What the exercise asks =>
Search the data for the word "Result". Reproduce every line where it is found.

Extracted entries =>

───

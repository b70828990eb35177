//! Issuance Error Types

use thiserror::Error;

use crate::redirect::Destination;

/// Result type alias
pub type Result<T> = std::result::Result<T, IssuanceError>;

/// Why a confirmation was treated as a replay attempt.
#[derive(Clone, Copy, Debug, PartialEq, Eq)]
pub enum ReplayKind {
    /// No purchase intent exists for the session.
    UnknownSession,
    /// The presented one-time token does not match the stored one.
    TokenMismatch,
    /// The intent was already claimed or issued.
    AlreadyIssued,
}

impl ReplayKind {
    pub fn as_str(&self) -> &'static str {
        match self {
            ReplayKind::UnknownSession => "unknown_session",
            ReplayKind::TokenMismatch => "token_mismatch",
            ReplayKind::AlreadyIssued => "already_issued",
        }
    }
}

impl std::fmt::Display for ReplayKind {
    fn fmt(&self, f: &mut std::fmt::Formatter<'_>) -> std::fmt::Result {
        f.write_str(self.as_str())
    }
}

/// Issuance-related errors
#[derive(Error, Debug)]
pub enum IssuanceError {
    /// Malformed or missing request input
    #[error("Validation error: {0}")]
    Validation(String),

    /// Lookup key did not resolve to a price
    #[error("Price not found for lookup key: {0}")]
    PriceNotFound(String),

    /// Checkout session is not in the paid state
    #[error("Payment not confirmed")]
    PaymentNotConfirmed,

    /// Session is unpaid or has no billing customer, so no portal exists
    #[error("Billing portal unavailable for this session")]
    PortalUnavailable,

    /// Token mismatch, unknown session or already-consumed confirmation
    #[error("Replay detected: {0}")]
    ReplayDetected(ReplayKind),

    /// Authenticated identity differs from the purchasing identity
    #[error("Identity mismatch")]
    IdentityMismatch,

    /// Payment gateway or credential registry failed or timed out
    #[error("Upstream unavailable: {0}")]
    Upstream(String),

    /// Session or credential store failed
    #[error("Persistence error: {0}")]
    Persistence(String),

    /// A side effect was committed but the issuance could not be completed
    #[error("Issuance inconsistency for session {session_id} at {stage}: {reason}")]
    Inconsistency {
        session_id: String,
        stage: &'static str,
        reason: String,
    },

    /// Configuration error
    #[error("Configuration error: {0}")]
    Config(String),
}

impl IssuanceError {
    /// Whether this error should be surfaced to fraud monitoring.
    pub fn is_suspicious(&self) -> bool {
        matches!(
            self,
            IssuanceError::ReplayDetected(_) | IssuanceError::IdentityMismatch
        )
    }

    /// Where the caller is sent when this error ends a request.
    pub fn destination(&self) -> Destination {
        match self {
            IssuanceError::PaymentNotConfirmed | IssuanceError::ReplayDetected(_) => {
                Destination::PaymentCancel
            }
            _ => Destination::GenericCancel,
        }
    }
}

───

Task output =>
/// Result type alias
pub type Result<T> = std::result::Result<T, IssuanceError>;
    fn fmt(&self, f: &mut std::fmt::Formatter<'_>) -> std::fmt::Result {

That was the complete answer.